## Records for this task
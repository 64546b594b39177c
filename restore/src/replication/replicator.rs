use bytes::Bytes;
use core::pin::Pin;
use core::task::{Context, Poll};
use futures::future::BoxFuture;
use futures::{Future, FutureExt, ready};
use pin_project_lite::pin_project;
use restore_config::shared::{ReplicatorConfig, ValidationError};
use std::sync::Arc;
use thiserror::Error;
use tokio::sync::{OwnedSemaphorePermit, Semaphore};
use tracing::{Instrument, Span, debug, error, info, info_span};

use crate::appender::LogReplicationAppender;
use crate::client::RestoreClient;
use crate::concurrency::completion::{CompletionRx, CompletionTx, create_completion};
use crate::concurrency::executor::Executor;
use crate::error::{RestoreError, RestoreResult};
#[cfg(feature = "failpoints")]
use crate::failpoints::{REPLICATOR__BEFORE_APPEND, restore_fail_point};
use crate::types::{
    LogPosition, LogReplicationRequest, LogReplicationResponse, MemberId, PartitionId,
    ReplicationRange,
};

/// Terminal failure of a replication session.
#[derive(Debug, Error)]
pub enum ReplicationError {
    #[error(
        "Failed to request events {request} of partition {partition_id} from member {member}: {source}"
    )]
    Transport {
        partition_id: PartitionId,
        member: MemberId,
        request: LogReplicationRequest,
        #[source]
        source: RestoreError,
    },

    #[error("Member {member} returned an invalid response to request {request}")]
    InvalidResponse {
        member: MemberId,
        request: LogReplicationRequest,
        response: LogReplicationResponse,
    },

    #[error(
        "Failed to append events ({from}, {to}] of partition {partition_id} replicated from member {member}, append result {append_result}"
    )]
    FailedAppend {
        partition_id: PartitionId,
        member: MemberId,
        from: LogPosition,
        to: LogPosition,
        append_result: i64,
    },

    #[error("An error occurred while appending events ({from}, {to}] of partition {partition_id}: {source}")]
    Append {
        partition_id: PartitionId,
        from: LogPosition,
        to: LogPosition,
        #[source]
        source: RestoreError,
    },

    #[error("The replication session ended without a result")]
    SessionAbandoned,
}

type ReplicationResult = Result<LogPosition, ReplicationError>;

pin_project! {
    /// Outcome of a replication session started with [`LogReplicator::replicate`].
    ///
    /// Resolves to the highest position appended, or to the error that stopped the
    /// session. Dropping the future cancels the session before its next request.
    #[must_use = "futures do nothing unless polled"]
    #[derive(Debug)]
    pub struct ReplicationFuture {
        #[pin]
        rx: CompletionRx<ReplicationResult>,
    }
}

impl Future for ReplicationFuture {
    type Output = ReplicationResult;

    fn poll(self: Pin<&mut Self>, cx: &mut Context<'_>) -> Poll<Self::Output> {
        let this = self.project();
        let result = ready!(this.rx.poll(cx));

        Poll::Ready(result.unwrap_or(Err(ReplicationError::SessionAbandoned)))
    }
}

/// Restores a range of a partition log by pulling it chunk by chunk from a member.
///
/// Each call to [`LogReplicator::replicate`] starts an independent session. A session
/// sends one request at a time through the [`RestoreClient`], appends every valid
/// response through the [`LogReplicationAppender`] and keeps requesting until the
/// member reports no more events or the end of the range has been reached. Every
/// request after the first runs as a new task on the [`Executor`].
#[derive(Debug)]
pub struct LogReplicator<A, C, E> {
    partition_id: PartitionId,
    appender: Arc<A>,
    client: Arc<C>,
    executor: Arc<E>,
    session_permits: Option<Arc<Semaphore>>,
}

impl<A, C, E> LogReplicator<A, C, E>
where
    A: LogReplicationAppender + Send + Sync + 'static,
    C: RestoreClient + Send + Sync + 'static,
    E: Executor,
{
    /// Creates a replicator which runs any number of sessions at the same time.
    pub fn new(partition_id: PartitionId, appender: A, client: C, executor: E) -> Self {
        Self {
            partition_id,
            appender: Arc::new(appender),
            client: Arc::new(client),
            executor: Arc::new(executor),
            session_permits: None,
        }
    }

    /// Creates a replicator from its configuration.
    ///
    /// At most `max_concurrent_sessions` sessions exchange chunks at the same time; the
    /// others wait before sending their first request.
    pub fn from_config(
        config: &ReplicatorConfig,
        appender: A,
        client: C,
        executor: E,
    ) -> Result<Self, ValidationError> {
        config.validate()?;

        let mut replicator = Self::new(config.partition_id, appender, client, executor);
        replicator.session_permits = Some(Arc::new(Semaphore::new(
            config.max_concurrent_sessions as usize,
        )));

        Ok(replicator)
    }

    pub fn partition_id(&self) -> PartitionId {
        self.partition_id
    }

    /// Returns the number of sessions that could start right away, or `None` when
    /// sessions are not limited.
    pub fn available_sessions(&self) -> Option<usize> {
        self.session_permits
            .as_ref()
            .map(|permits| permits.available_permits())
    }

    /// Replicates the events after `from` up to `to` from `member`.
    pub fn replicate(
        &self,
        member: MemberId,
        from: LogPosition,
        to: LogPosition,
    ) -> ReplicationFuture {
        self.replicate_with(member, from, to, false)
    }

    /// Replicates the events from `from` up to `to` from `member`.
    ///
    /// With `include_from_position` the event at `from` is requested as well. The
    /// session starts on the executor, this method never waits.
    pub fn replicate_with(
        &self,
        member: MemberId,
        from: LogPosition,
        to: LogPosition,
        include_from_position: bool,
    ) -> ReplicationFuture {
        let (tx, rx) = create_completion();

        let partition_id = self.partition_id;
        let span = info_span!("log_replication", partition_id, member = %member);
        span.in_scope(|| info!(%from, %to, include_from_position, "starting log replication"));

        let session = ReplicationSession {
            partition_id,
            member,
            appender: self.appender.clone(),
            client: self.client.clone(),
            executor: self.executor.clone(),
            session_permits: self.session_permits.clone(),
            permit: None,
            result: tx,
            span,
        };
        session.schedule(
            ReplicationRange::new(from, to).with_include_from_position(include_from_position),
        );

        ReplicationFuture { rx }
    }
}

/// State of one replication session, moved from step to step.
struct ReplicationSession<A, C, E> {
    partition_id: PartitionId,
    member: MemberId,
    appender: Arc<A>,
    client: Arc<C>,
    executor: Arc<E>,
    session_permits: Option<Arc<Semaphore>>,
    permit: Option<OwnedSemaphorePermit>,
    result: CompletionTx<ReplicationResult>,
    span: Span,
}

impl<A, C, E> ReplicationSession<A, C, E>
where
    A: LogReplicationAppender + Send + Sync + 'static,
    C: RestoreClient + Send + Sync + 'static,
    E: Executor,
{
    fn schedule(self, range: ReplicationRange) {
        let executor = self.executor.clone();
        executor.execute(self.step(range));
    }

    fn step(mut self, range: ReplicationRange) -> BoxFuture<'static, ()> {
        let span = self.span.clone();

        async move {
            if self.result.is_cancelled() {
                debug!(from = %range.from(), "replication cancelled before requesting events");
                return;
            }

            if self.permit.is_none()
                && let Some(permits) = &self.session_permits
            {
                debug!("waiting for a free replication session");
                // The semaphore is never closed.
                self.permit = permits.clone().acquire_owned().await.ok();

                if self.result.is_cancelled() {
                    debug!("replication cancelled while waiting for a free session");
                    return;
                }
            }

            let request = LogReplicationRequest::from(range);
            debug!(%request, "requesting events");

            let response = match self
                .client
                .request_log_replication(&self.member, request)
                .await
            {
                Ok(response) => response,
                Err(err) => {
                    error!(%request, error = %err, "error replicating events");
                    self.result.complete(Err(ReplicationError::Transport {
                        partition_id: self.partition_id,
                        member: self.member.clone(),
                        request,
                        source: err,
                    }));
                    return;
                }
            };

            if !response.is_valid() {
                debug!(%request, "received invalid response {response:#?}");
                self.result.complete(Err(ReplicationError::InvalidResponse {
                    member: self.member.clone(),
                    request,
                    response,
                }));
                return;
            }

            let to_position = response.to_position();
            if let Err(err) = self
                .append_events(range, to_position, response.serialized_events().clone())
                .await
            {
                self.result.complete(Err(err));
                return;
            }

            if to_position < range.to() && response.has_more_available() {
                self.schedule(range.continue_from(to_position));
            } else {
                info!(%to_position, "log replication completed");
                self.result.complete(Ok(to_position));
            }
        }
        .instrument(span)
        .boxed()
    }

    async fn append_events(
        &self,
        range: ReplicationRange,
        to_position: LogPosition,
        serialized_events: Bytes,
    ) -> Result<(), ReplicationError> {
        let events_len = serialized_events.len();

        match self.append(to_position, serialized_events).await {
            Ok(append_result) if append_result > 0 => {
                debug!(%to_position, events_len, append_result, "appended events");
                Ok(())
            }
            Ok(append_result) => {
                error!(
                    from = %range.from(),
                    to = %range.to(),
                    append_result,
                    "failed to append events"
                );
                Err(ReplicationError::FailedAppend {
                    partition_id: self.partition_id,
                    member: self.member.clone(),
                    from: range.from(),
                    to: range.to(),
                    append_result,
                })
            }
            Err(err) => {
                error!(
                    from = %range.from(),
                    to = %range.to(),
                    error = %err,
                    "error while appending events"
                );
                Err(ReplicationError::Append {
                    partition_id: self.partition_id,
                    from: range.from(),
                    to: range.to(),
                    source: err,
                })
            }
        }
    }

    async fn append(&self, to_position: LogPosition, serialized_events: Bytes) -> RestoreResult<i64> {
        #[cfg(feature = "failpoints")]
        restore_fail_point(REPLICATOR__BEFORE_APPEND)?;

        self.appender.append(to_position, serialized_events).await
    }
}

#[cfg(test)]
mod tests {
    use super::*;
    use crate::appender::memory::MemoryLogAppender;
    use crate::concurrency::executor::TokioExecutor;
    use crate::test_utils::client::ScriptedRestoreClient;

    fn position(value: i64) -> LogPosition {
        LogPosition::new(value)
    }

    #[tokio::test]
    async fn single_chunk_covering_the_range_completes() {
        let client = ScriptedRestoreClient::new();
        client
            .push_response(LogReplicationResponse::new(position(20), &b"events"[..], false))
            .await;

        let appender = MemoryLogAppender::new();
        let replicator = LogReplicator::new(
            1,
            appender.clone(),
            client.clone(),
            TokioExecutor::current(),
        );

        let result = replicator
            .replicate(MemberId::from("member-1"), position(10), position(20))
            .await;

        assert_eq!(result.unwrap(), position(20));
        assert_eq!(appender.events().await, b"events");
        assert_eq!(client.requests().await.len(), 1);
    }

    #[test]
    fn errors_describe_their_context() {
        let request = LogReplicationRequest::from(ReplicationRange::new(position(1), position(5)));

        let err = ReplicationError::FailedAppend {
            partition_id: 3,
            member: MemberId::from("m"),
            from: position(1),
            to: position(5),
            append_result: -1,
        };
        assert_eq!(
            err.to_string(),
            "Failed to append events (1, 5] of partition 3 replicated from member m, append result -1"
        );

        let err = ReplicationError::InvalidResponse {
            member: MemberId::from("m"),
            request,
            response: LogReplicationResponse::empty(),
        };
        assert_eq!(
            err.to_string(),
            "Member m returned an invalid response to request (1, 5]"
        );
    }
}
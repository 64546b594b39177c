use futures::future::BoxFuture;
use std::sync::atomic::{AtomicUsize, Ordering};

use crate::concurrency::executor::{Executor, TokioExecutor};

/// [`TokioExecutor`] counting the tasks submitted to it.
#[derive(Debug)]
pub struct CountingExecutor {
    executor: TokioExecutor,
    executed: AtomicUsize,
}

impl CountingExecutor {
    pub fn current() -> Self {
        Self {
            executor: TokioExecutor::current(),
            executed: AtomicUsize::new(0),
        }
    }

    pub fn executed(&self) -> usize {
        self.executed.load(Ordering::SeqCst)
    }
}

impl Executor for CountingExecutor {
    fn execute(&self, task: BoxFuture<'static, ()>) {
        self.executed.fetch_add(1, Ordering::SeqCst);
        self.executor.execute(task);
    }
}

## What you have to do
Gather each line of the records holding the string "BoxFuture".

## Output of the exercise
use futures::future::BoxFuture;
    fn step(mut self, range: ReplicationRange) -> BoxFuture<'static, ()> {
use futures::future::BoxFuture;
    fn execute(&self, task: BoxFuture<'static, ()>) {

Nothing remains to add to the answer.